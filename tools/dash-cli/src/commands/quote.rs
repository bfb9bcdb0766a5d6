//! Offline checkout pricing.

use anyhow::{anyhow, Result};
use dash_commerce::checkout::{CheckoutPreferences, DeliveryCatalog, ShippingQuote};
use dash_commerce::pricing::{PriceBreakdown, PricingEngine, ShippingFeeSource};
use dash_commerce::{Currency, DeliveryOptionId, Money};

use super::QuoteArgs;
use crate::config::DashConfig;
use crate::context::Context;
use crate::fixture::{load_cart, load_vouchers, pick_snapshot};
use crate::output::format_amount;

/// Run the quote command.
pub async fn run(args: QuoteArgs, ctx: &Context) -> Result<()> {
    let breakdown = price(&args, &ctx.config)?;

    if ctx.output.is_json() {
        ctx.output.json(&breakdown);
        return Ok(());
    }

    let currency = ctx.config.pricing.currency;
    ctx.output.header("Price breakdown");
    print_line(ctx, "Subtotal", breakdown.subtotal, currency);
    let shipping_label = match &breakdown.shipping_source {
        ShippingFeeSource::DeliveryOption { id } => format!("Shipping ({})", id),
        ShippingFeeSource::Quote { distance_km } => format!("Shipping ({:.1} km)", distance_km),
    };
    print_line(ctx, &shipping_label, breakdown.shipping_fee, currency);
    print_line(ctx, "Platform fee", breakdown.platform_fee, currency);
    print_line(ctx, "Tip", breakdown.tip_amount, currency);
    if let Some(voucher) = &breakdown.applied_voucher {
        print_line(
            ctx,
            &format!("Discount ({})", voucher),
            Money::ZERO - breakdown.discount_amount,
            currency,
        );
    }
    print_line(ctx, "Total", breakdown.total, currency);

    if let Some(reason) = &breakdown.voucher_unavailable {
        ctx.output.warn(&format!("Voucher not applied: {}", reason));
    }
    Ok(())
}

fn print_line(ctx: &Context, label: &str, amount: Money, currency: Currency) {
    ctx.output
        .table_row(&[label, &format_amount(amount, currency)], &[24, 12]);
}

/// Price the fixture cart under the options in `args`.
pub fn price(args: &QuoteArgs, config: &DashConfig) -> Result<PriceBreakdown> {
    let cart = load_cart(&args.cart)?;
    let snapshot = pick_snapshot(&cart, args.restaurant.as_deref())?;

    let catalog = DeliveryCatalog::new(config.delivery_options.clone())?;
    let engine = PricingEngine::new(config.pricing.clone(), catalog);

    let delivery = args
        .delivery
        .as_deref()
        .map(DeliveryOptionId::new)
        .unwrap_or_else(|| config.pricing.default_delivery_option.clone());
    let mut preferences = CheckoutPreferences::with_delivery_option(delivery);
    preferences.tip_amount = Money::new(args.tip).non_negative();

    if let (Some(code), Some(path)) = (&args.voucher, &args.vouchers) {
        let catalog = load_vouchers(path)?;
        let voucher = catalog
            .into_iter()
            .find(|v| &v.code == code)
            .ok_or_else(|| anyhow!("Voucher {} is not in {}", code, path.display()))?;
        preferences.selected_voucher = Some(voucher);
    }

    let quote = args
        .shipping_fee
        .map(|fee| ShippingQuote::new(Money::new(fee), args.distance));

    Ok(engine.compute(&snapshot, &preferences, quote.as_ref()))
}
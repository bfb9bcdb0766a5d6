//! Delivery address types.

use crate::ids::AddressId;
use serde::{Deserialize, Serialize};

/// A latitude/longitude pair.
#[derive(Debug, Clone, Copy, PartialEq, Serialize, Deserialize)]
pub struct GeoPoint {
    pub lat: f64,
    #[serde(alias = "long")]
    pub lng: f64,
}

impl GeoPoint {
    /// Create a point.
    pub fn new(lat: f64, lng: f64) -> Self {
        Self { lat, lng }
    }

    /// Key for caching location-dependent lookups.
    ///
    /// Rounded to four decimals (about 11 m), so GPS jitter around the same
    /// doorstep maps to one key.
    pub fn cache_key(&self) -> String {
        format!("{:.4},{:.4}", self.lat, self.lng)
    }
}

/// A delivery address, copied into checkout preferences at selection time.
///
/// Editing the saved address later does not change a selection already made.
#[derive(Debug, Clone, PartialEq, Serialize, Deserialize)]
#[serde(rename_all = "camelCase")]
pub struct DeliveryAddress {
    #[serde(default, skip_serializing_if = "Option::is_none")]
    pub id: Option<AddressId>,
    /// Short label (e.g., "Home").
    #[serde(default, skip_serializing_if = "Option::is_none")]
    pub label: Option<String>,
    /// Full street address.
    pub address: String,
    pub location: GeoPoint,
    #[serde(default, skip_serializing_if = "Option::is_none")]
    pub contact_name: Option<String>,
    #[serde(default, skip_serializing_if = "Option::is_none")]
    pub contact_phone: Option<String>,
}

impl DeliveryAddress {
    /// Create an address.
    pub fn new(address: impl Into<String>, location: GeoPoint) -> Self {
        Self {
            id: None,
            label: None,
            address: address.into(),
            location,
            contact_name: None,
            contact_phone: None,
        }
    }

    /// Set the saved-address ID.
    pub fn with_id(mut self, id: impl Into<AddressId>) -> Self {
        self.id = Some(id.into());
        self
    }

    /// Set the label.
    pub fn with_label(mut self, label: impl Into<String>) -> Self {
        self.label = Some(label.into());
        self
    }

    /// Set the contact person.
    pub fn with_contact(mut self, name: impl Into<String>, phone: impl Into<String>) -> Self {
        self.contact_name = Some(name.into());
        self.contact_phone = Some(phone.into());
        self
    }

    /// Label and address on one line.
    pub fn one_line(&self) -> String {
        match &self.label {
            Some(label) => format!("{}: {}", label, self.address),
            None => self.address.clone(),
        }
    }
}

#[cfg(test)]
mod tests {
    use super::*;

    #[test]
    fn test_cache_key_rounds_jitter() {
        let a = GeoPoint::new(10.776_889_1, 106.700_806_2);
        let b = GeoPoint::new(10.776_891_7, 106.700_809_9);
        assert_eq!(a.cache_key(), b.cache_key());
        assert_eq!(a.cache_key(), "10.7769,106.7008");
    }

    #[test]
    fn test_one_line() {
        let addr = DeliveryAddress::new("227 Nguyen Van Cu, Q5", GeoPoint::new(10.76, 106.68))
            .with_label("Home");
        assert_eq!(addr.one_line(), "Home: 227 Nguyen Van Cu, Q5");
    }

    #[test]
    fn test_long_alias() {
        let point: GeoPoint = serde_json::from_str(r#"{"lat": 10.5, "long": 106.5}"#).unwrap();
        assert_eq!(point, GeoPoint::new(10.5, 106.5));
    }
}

● ● ●

• [Exercise objective]: Would you restate exactly the lines of the material above, from its opening line through the line with "pub async fn", and output only those?

• [Answer]:
filename tools/dash-cli/src/commands/quote.rs
repository bfb9bcdb0766a5d6
//! Offline checkout pricing.

use anyhow::{anyhow, Result};
use dash_commerce::checkout::{CheckoutPreferences, DeliveryCatalog, ShippingQuote};
use dash_commerce::pricing::{PriceBreakdown, PricingEngine, ShippingFeeSource};
use dash_commerce::{Currency, DeliveryOptionId, Money};

use super::QuoteArgs;
use crate::config::DashConfig;
use crate::context::Context;
use crate::fixture::{load_cart, load_vouchers, pick_snapshot};
use crate::output::format_amount;

/// Run the quote command.
pub async fn run(args: QuoteArgs, ctx: &Context) -> Result<()> {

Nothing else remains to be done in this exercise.